高山寺【こうざんじ】は、京都市右京区梅ヶ畑栂尾町に位置する真言宗系単立の寺院で、山号は栂尾山と称する。御本尊は釈迦如来である。高山寺は、「鳥獣人物戯画」を所蔵する寺としても有名である。

栂尾は京都市街北西の山中に位置する。紅葉の名所として知られる高雄山神護寺からさらに奥に入った山中に位置し、古代より山岳修行の適地とされていたという。この地にあった神護寺十無尽院【じゅうむじんいん】は、神護寺本寺から離れた隠棲修行の場所であったと言われている。

目次
はじめに
高山寺
鳥獣人物戯画
あとがき

高山寺

高山寺【こうざんじ】の実質的な開基(創立者)は、鎌倉時代の華厳宗の僧、明恵であるとされる。

明恵房高弁は、1173年に紀伊国有田郡(現・和歌山県有田川町)で生まれた。
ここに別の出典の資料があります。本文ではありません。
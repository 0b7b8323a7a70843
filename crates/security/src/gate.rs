//! Command Gate — the approval wait between proposing a command and running it.
//!
//! A proposed command is queued as a pending record and announced on the
//! event sink. With monitor mode on, the caller then polls the record until
//! an approver accepts or rejects it, or the wait ceiling passes. Approvers
//! may live in another process; the store is the only channel between them.

use chrono::Utc;
use cloudwarden_core::error::StoreError;
use cloudwarden_core::event::{DomainEvent, EventSink};
use cloudwarden_core::store::{CommandDecision, CommandStatus, PersistQueueStore};
use std::sync::Arc;
use std::time::Duration;
use tokio::time::Instant;
use tracing::{debug, info, warn};

/// How an approval wait ended.
#[derive(Debug, Clone, Copy, PartialEq, Eq)]
pub enum Decision {
    Approved,
    Rejected,
    TimedOut,
}

pub struct CommandGate {
    store: Arc<dyn PersistQueueStore>,
    events: Arc<dyn EventSink>,
    poll_interval: Duration,
}

impl CommandGate {
    pub fn new(store: Arc<dyn PersistQueueStore>, events: Arc<dyn EventSink>) -> Self {
        Self {
            store,
            events,
            poll_interval: Duration::from_secs(1),
        }
    }

    pub fn with_poll_interval(mut self, poll_interval: Duration) -> Self {
        self.poll_interval = poll_interval.max(Duration::from_millis(1));
        self
    }

    /// Queue a command for approval and announce it. Returns the command id.
    ///
    /// The announcement goes out whether or not monitor mode is on, so a live
    /// log shows every command the agent runs.
    pub async fn submit(&self, command: &str) -> Result<String, StoreError> {
        let pending = self.store.create_pending_command(command).await?;

        info!(command_id = %pending.id, command = %command, "Command proposed");
        self.events.publish(DomainEvent::CommandProposed {
            command_id: pending.id.clone(),
            command: pending.command,
            timestamp: pending.created_at,
        });

        Ok(pending.id)
    }

    /// Wait for a decision on a submitted command.
    ///
    /// With `monitor_enabled` false this returns `Approved` at once without
    /// reading the store. Otherwise it re-reads the command every poll
    /// interval. Read failures are logged and polling continues; running
    /// out of time is `TimedOut`, never an error.
    pub async fn await_decision(&self, command_id: &str, monitor_enabled: bool, max_wait: Duration) -> Decision {
        if !monitor_enabled {
            debug!(command_id = %command_id, "Monitor mode off, auto-approving");
            return Decision::Approved;
        }

        let started = Instant::now();
        loop {
            match self.store.get_pending_command(command_id).await {
                Ok(Some(cmd)) => match cmd.status {
                    CommandStatus::Accepted => {
                        info!(command_id = %command_id, "Command approved");
                        return Decision::Approved;
                    }
                    CommandStatus::Rejected => {
                        warn!(command_id = %command_id, "Command rejected");
                        return Decision::Rejected;
                    }
                    CommandStatus::Pending => {}
                },
                Ok(None) => {
                    warn!(command_id = %command_id, "Pending command missing from store");
                }
                Err(e) => {
                    warn!(command_id = %command_id, error = %e, "Failed to read pending command, will retry");
                }
            }

            let elapsed = started.elapsed();
            if elapsed >= max_wait {
                warn!(command_id = %command_id, waited_secs = elapsed.as_secs(), "Approval wait timed out");
                return Decision::TimedOut;
            }

            tokio::time::sleep(self.poll_interval.min(max_wait - elapsed)).await;
        }
    }

    /// Record an approver's verdict.
    ///
    /// Fails with `AlreadyProcessed` if the command was already decided.
    pub async fn decide(&self, command_id: &str, decision: CommandDecision) -> Result<CommandStatus, StoreError> {
        let status = decision.status();
        self.store.set_pending_command_status(command_id, status).await?;

        info!(command_id = %command_id, status = %status, "Command decided");
        self.events.publish(DomainEvent::CommandDecided {
            command_id: command_id.to_string(),
            status,
            timestamp: Utc::now(),
        });

        Ok(status)
    }
}
//! Explicit name-set encoding.
//!
//! Granted scopes are kept as a collection of names. Values are larger than
//! the packed form but readable as-is and not limited by an integer width.

use crate::definition::ScopeDefinition;
use crate::encoding::ScopeEncoding;
use crate::error::ScopeError;
use std::collections::BTreeSet;
use std::fmt;

/// The set of scope names granted in a [`DynamicScope`] value.
///
/// Only a [`DynamicScope`] can add names, so every name in the set belongs
/// to the alphabet of the manager that produced it.
#[derive(Debug, Clone, Default, PartialEq, Eq, Hash)]
pub struct GrantedScopes {
    names: BTreeSet<String>,
}

impl GrantedScopes {
    /// Check whether a name is in the set
    pub fn contains(&self, scope: &str) -> bool {
        self.names.contains(scope)
    }

    /// Number of granted scopes
    pub fn len(&self) -> usize {
        self.names.len()
    }

    /// Returns true if nothing is granted
    pub fn is_empty(&self) -> bool {
        self.names.is_empty()
    }

    /// Granted names
    pub fn iter(&self) -> impl Iterator<Item = &str> + '_ {
        self.names.iter().map(String::as_str)
    }
}

impl fmt::Display for GrantedScopes {
    fn fmt(&self, f: &mut fmt::Formatter<'_>) -> fmt::Result {
        let joined: Vec<&str> = self.iter().collect();
        write!(f, "{}", joined.join(","))
    }
}

/// Scope sets stored as explicit collections of names.
///
/// # Example
///
/// ```rust
/// use scopes_core::{DynamicScope, GrantMap, ScopeDefinition, ScopeEncoding};
///
/// let definition = ScopeDefinition::from_slots([("read", 0), ("write", 1)]).unwrap();
/// let scopes = DynamicScope::new(definition);
///
/// let token = scopes.create(&GrantMap::new().allow("read")).unwrap();
/// let token = scopes.allow(&token, "write").unwrap();
/// assert_eq!(token.to_string(), "read,write");
/// ```
#[derive(Debug, Clone)]
pub struct DynamicScope {
    definition: ScopeDefinition,
}

impl DynamicScope {
    /// Create a name-set encoding for a definition.
    ///
    /// Slots are not interpreted, so any valid definition is accepted.
    pub fn new(definition: ScopeDefinition) -> Self {
        log::debug!("dynamic scope ready: {} scope(s)", definition.len());
        Self { definition }
    }

    /// Build a value from a list of granted names, e.g. decoded from a
    /// credential.
    pub fn from_names<I, S>(&self, names: I) -> Result<GrantedScopes, ScopeError>
    where
        I: IntoIterator<Item = S>,
        S: AsRef<str>,
    {
        names
            .into_iter()
            .try_fold(self.empty(), |acc, scope| self.allow(&acc, scope.as_ref()))
    }
}

impl ScopeEncoding for DynamicScope {
    type Value = GrantedScopes;

    fn definition(&self) -> &ScopeDefinition {
        &self.definition
    }

    fn empty(&self) -> GrantedScopes {
        GrantedScopes::default()
    }

    fn can(&self, scope: &str, input: &GrantedScopes) -> Result<bool, ScopeError> {
        self.definition.require(scope)?;
        Ok(input.contains(scope))
    }

    fn allow(&self, input: &GrantedScopes, scope: &str) -> Result<GrantedScopes, ScopeError> {
        self.definition.require(scope)?;
        let mut next = input.clone();
        next.names.insert(scope.to_string());
        Ok(next)
    }

    fn deny(&self, input: &GrantedScopes, scope: &str) -> Result<GrantedScopes, ScopeError> {
        self.definition.require(scope)?;
        let mut next = input.clone();
        next.names.remove(scope);
        Ok(next)
    }
}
父は平重国という武士であり、母は紀州の豪族湯浅氏の娘であったという。幼時に両親を亡くした明恵は9歳で生家を離れ、母方の叔父に当たる神護寺の僧・上覚のもとで仏門に入った。

明恵は、1206年11月、34歳の時に後鳥羽上皇から栂尾の地を与えられ、また寺号のもとになった「日出先照高山之寺」の勅額を下賜された。この時が現・高山寺の創立と見なされている。
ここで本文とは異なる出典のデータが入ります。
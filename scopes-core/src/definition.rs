//! Scope alphabet and slot assignments.
//!
//! A [`ScopeDefinition`] maps each scope name to the slot index it occupies
//! in the packed encoding. It is validated once, when it is built, and is
//! immutable afterwards.

use crate::error::{ConfigError, ScopeError};
use serde::de::{self, MapAccess, Visitor};
use serde::{Deserialize, Deserializer, Serialize};
use std::collections::{BTreeMap, HashMap};
use std::fmt;

/// The fixed set of scope names a manager recognizes, with their slots.
///
/// Names are unique, non-empty, and every slot is used by exactly one name.
/// Iteration yields scopes in ascending slot order.
///
/// # Example
///
/// ```rust
/// use scopes_core::ScopeDefinition;
///
/// let definition = ScopeDefinition::builder()
///     .scope("read", 0)
///     .scope("write", 1)
///     .build()
///     .unwrap();
///
/// assert_eq!(definition.slot("write"), Some(1));
/// assert!(!definition.contains("admin"));
///
/// // Or from configuration
/// let definition = ScopeDefinition::from_json(r#"{"read": 0, "write": 1}"#).unwrap();
/// assert_eq!(definition.len(), 2);
/// ```
#[derive(Debug, Clone, PartialEq, Eq, Serialize)]
#[serde(into = "BTreeMap<String, u32>")]
pub struct ScopeDefinition {
    /// Sorted by slot.
    entries: Vec<(String, u32)>,
    slots: HashMap<String, u32>,
}

impl ScopeDefinition {
    /// Create a builder for constructing a definition
    pub fn builder() -> ScopeDefinitionBuilder {
        ScopeDefinitionBuilder::default()
    }

    /// Build a definition from `(name, slot)` pairs.
    pub fn from_slots<I, S>(slots: I) -> Result<Self, ConfigError>
    where
        I: IntoIterator<Item = (S, u32)>,
        S: Into<String>,
    {
        slots
            .into_iter()
            .fold(Self::builder(), |builder, (name, slot)| {
                builder.scope(name, slot)
            })
            .build()
    }

    /// Parse a definition from a JSON object of scope name to slot.
    pub fn from_json(json: &str) -> Result<Self, ConfigError> {
        serde_json::from_str(json).map_err(|e| ConfigError::Parse(e.to_string()))
    }

    /// Number of scopes in the alphabet
    pub fn len(&self) -> usize {
        self.entries.len()
    }

    /// Returns true if no scopes are declared
    pub fn is_empty(&self) -> bool {
        self.entries.is_empty()
    }

    /// Slot assigned to a scope, if it is part of the alphabet
    pub fn slot(&self, scope: &str) -> Option<u32> {
        self.slots.get(scope).copied()
    }

    /// Check whether a scope is part of the alphabet
    pub fn contains(&self, scope: &str) -> bool {
        self.slots.contains_key(scope)
    }

    /// Highest slot in use
    pub fn max_slot(&self) -> Option<u32> {
        self.entries.last().map(|(_, slot)| *slot)
    }

    /// Scope names in slot order
    pub fn names(&self) -> impl Iterator<Item = &str> + '_ {
        self.entries.iter().map(|(name, _)| name.as_str())
    }

    /// `(name, slot)` pairs in slot order
    pub fn iter(&self) -> impl Iterator<Item = (&str, u32)> + '_ {
        self.entries.iter().map(|(name, slot)| (name.as_str(), *slot))
    }

    pub(crate) fn require(&self, scope: &str) -> Result<u32, ScopeError> {
        self.slot(scope).ok_or_else(|| ScopeError::unknown(scope))
    }
}

// Entries are read one by one so a repeated key reaches the builder's
// duplicate check instead of overwriting the earlier slot.
impl<'de> Deserialize<'de> for ScopeDefinition {
    fn deserialize<D>(deserializer: D) -> Result<Self, D::Error>
    where
        D: Deserializer<'de>,
    {
        struct DefinitionVisitor;

        impl<'de> Visitor<'de> for DefinitionVisitor {
            type Value = ScopeDefinition;

            fn expecting(&self, f: &mut fmt::Formatter<'_>) -> fmt::Result {
                f.write_str("a map of scope name to slot index")
            }

            fn visit_map<A>(self, mut map: A) -> Result<Self::Value, A::Error>
            where
                A: MapAccess<'de>,
            {
                let mut builder = ScopeDefinition::builder();
                while let Some((name, slot)) = map.next_entry::<String, u32>()? {
                    builder = builder.scope(name, slot);
                }
                builder.build().map_err(de::Error::custom)
            }
        }

        deserializer.deserialize_map(DefinitionVisitor)
    }
}

impl From<ScopeDefinition> for BTreeMap<String, u32> {
    fn from(definition: ScopeDefinition) -> Self {
        definition.entries.into_iter().collect()
    }
}

/// Builder for ScopeDefinition
#[derive(Debug, Clone, Default)]
pub struct ScopeDefinitionBuilder {
    entries: Vec<(String, u32)>,
}

impl ScopeDefinitionBuilder {
    /// Declare a scope at the given slot
    pub fn scope(mut self, name: impl Into<String>, slot: u32) -> Self {
        self.entries.push((name.into(), slot));
        self
    }

    /// Build the definition.
    ///
    /// # Errors
    ///
    /// Returns [`ConfigError::EmptyScopeName`], [`ConfigError::DuplicateScope`]
    /// or [`ConfigError::DuplicateSlot`] when the declarations are ambiguous.
    pub fn build(self) -> Result<ScopeDefinition, ConfigError> {
        let mut slots = HashMap::with_capacity(self.entries.len());
        let mut owners: HashMap<u32, &str> = HashMap::with_capacity(self.entries.len());

        for (name, slot) in &self.entries {
            if name.is_empty() {
                return Err(ConfigError::EmptyScopeName);
            }
            if slots.insert(name.clone(), *slot).is_some() {
                return Err(ConfigError::DuplicateScope(name.clone()));
            }
            if let Some(first) = owners.insert(*slot, name) {
                return Err(ConfigError::DuplicateSlot {
                    slot: *slot,
                    first: first.to_string(),
                    second: name.clone(),
                });
            }
        }

        let mut entries = self.entries;
        entries.sort_by_key(|(_, slot)| *slot);

        log::debug!(
            "scope definition built: [{}]",
            entries
                .iter()
                .map(|(name, slot)| format!("{}={}", name, slot))
                .collect::<Vec<_>>()
                .join(", ")
        );

        Ok(ScopeDefinition { entries, slots })
    }
}

#[cfg(test)]
mod tests {
    use super::*;

    #[test]
    fn test_builder_orders_by_slot() {
        let definition = ScopeDefinition::builder()
            .scope("admin", 3)
            .scope("read", 0)
            .scope("delete", 2)
            .scope("write", 1)
            .build()
            .unwrap();

        let names: Vec<_> = definition.names().collect();
        assert_eq!(names, vec!["read", "write", "delete", "admin"]);
        assert_eq!(definition.max_slot(), Some(3));
    }

    #[test]
    fn test_sparse_slots_allowed() {
        let definition = ScopeDefinition::from_slots([("read", 0), ("audit", 40)]).unwrap();
        assert_eq!(definition.slot("audit"), Some(40));
        assert_eq!(definition.len(), 2);
    }

    #[test]
    fn test_duplicate_slot_rejected() {
        let err = ScopeDefinition::from_slots([("read", 0), ("write", 0)]).unwrap_err();
        assert_eq!(
            err,
            ConfigError::DuplicateSlot {
                slot: 0,
                first: "read".into(),
                second: "write".into(),
            }
        );
    }

    #[test]
    fn test_duplicate_scope_rejected() {
        let err = ScopeDefinition::builder()
            .scope("read", 0)
            .scope("read", 1)
            .build()
            .unwrap_err();
        assert_eq!(err, ConfigError::DuplicateScope("read".into()));
    }

    #[test]
    fn test_empty_name_rejected() {
        let err = ScopeDefinition::from_slots([("", 0)]).unwrap_err();
        assert_eq!(err, ConfigError::EmptyScopeName);
    }

    #[test]
    fn test_empty_definition() {
        let definition = ScopeDefinition::builder().build().unwrap();
        assert!(definition.is_empty());
        assert_eq!(definition.max_slot(), None);
        assert!(definition.require("read").is_err());
    }

    #[test]
    fn test_from_json() {
        let definition =
            ScopeDefinition::from_json(r#"{"read": 0, "write": 1, "delete": 2, "admin": 3}"#)
                .unwrap();
        assert_eq!(definition.slot("delete"), Some(2));
        assert!(definition.contains("admin"));
    }

    #[test]
    fn test_from_json_validates() {
        let err = ScopeDefinition::from_json(r#"{"read": 0, "write": 0}"#).unwrap_err();
        assert!(err.to_string().contains("slot 0"));

        let err = ScopeDefinition::from_json(r#"{"read": -1}"#).unwrap_err();
        assert!(matches!(err, ConfigError::Parse(_)));

        let err = ScopeDefinition::from_json("[1, 2]").unwrap_err();
        assert!(matches!(err, ConfigError::Parse(_)));
    }

    #[test]
    fn test_from_json_rejects_duplicate_names() {
        let err =
            ScopeDefinition::from_json(r#"{"read": 0, "write": 1, "read": 2}"#).unwrap_err();
        assert!(matches!(err, ConfigError::Parse(_)));
        assert!(err.to_string().contains("scope 'read' is declared more than once"));

        // Same name and slot repeated is still ambiguous config
        let err = ScopeDefinition::from_json(r#"{"read": 0, "read": 0}"#).unwrap_err();
        assert!(err.to_string().contains("declared more than once"));
    }

    #[test]
    fn test_serialization() {
        let definition = ScopeDefinition::from_slots([("write", 1), ("read", 0)]).unwrap();
        let json = serde_json::to_string(&definition).unwrap();
        assert_eq!(json, r#"{"read":0,"write":1}"#);

        let parsed: ScopeDefinition = serde_json::from_str(&json).unwrap();
        assert_eq!(parsed, definition);
    }

    #[test]
    fn test_require() {
        let definition = ScopeDefinition::from_slots([("read", 5)]).unwrap();
        assert_eq!(definition.require("read"), Ok(5));
        assert_eq!(
            definition.require("write"),
            Err(ScopeError::UnknownScope {
                scope: "write".into()
            })
        );
    }
}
1219年に建立された本堂には、運慶作の丈六盧舍那仏が置かれたというが、室町時代に焼失している。高山寺は中世以降、たびたびの戦乱や火災で焼失し、鎌倉時代の建物は石水院(当時は「経蔵」と呼ばれていた)を残すのみとなっている。

石水院から開山堂に至る道の両側に残る石垣は、かつての諸堂や塔頭を偲ばせる雰囲気を残している。

高山寺は、「鳥獣人物戯画」をはじめ、絵画、典籍、文書など多くの文化財を伝える寺院として知られる。境内が国の史跡に指定されており、世界文化遺産「古都京都の文化財」の一部として登録されている。

名 称高山寺
所在地京都市右京区梅ヶ畑栂尾町8
駐車場あり(無料)(11月のみ有料)
Link世界遺産 栂尾山 高山寺

鳥獣人物戯画

鳥獣人物戯画【ちょうじゅうじんぶつぎが】は、平安時代後期から鎌倉時代にかけての日本の中世期に描かれた絵巻物で、独特の魅力を持つ。
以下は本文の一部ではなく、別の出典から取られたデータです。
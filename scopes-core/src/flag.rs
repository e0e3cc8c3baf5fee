//! Packed bit-flag encoding.
//!
//! Each scope owns one bit of an unsigned integer, at the slot given by the
//! [`ScopeDefinition`]. Checks and updates are single bitwise operations and
//! the value itself is a plain `Copy` scalar.

use crate::definition::ScopeDefinition;
use crate::encoding::ScopeEncoding;
use crate::error::{ConfigError, ScopeError};
use std::collections::HashMap;
use std::fmt;
use std::ops::{BitAnd, BitOr, Not};

/// Unsigned integer types usable as a packed scope set.
///
/// Only unsigned types are implemented, so every bit including the highest
/// is a usable slot: a `u64` holds slots `0..=63`.
pub trait FlagBits:
    Copy
    + Eq
    + fmt::Debug
    + fmt::Binary
    + BitOr<Output = Self>
    + BitAnd<Output = Self>
    + Not<Output = Self>
    + Send
    + Sync
    + 'static
{
    /// Width of the integer in bits.
    const BITS: u32;

    /// The value with no bits set.
    const ZERO: Self;

    /// The value with only `slot` set. `slot` must be below [`Self::BITS`].
    fn bit(slot: u32) -> Self;

    /// Widen to `u128` for error reporting.
    fn to_u128(self) -> u128;
}

macro_rules! impl_flag_bits {
    ($($ty:ty),*) => {
        $(
            impl FlagBits for $ty {
                const BITS: u32 = <$ty>::BITS;
                const ZERO: Self = 0;

                fn bit(slot: u32) -> Self {
                    1 << slot
                }

                fn to_u128(self) -> u128 {
                    self as u128
                }
            }
        )*
    };
}

impl_flag_bits!(u8, u16, u32, u64, u128);

/// Scope sets packed into a single unsigned integer.
///
/// # Example
///
/// ```rust
/// use scopes_core::{FlagScope, GrantMap, ScopeDefinition, ScopeEncoding};
///
/// let definition = ScopeDefinition::from_slots([
///     ("read", 0),
///     ("write", 1),
///     ("delete", 2),
///     ("admin", 3),
/// ])
/// .unwrap();
/// let scopes: FlagScope = FlagScope::new(definition).unwrap();
///
/// let token = scopes.create(&GrantMap::new().allow("read").allow("write")).unwrap();
/// assert_eq!(token, 0b0011);
/// assert!(scopes.can("write", &token).unwrap());
/// assert!(!scopes.can("admin", &token).unwrap());
/// ```
#[derive(Debug, Clone)]
pub struct FlagScope<B: FlagBits = u64> {
    definition: ScopeDefinition,
    masks: HashMap<String, B>,
    full: B,
}

impl<B: FlagBits> FlagScope<B> {
    /// Create a flag encoding for a definition.
    ///
    /// # Errors
    ///
    /// Returns [`ConfigError::SlotOutOfRange`] if any slot doesn't fit in `B`.
    pub fn new(definition: ScopeDefinition) -> Result<Self, ConfigError> {
        let mut masks = HashMap::with_capacity(definition.len());
        let mut full = B::ZERO;

        for (scope, slot) in definition.iter() {
            if slot >= B::BITS {
                return Err(ConfigError::SlotOutOfRange {
                    scope: scope.to_string(),
                    slot,
                    bits: B::BITS,
                });
            }
            let mask = B::bit(slot);
            full = full | mask;
            masks.insert(scope.to_string(), mask);
        }

        log::debug!(
            "flag scope ready: {} scope(s) in {} bits, mask {:#b}",
            masks.len(),
            B::BITS,
            full
        );

        Ok(Self {
            definition,
            masks,
            full,
        })
    }

    /// The single-bit mask for a scope.
    pub fn mask_of(&self, scope: &str) -> Result<B, ScopeError> {
        self.masks
            .get(scope)
            .copied()
            .ok_or_else(|| ScopeError::unknown(scope))
    }

    /// A value with every declared scope granted.
    pub fn full(&self) -> B {
        self.full
    }

    /// Accept a raw value from outside, e.g. decoded from a credential.
    ///
    /// # Errors
    ///
    /// Returns [`ScopeError::UnknownBits`] if `raw` has bits set that no
    /// declared scope owns.
    pub fn from_bits(&self, raw: B) -> Result<B, ScopeError> {
        let stray = raw & !self.full;
        if stray != B::ZERO {
            return Err(ScopeError::UnknownBits {
                bits: stray.to_u128(),
            });
        }
        Ok(raw)
    }
}

impl<B: FlagBits> ScopeEncoding for FlagScope<B> {
    type Value = B;

    fn definition(&self) -> &ScopeDefinition {
        &self.definition
    }

    fn empty(&self) -> B {
        B::ZERO
    }

    fn can(&self, scope: &str, input: &B) -> Result<bool, ScopeError> {
        Ok(*input & self.mask_of(scope)? != B::ZERO)
    }

    fn allow(&self, input: &B, scope: &str) -> Result<B, ScopeError> {
        Ok(*input | self.mask_of(scope)?)
    }

    fn deny(&self, input: &B, scope: &str) -> Result<B, ScopeError> {
        Ok(*input & !self.mask_of(scope)?)
    }
}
動物たちが人間のような行動をする場面が描かれており、そのユーモラスな描写が特徴である。例えば、ウサギやカエルが相撲を取ったり、酒を飲んだりする場面は、思わず微笑みを誘う。このようなユーモアは、当時の人々にとっても親しみやすいものであっただろう。

約40 mにも及ぶ絵巻物に描かれている動物たちの動きや表現は非常に豊かで、まるで生きているかのように感じられる。漫画のような軽妙な筆致でありながら、細部まで緻密に描かれているため、動物たちの感情や動きがリアルに伝わってくる。

墨絵の技法を駆使して描かれた作品は、そのシンプルさの中に深い美を感じることができる。同時に、この絵巻物が描かれた平安時代後期から鎌倉時代にかけての時代の風俗や人々の感性をうかがい知ることができる。

全てを達観したような一羽のフクロウ(賢者の象徴か?)が描かれているが、私たち人間社会の風刺を通じて何かを伝えようとしているのだろうか?

鳥獣人物戯画は、その優れた技術と独創性から、日本の美術史において重要な位置を占めている。日本人の多くが社会科の教科書で学ぶことになる。

また、絵巻物として保存されているため、当時の紙や製本技術なども興味深い研究対象となっている。


あとがき

臨済宗の開祖である栄西は、彼が南宋へ留学した際にそこで茶の種子を得て、帰国したと伝わっている。

明恵上人は、鎌倉時代初期に宋から帰国した栄西から茶の種を貰い、高山寺の境内に植えたという伝承がある。明恵はこれを初めは栂尾山の深瀬に植え、明恵が没した後も栂尾において茶の栽培が続けられたという。この栂尾産の茶は鎌倉時代後期にはその味わいの良さが評判となり、東国の武士たちまでが争って求めるほどの高評価を得たという。栂尾産の茶を「本茶」と呼び、その他の地で産出したものを「非茶」と呼んだ時代もあるという。

明恵上人は、宇治の民の願いに応え、宇治に茶の種を撒き、それが「宇治茶」の基礎を作ったとされる。その茶が宇治から他の土地にも広まったとも伝わっている。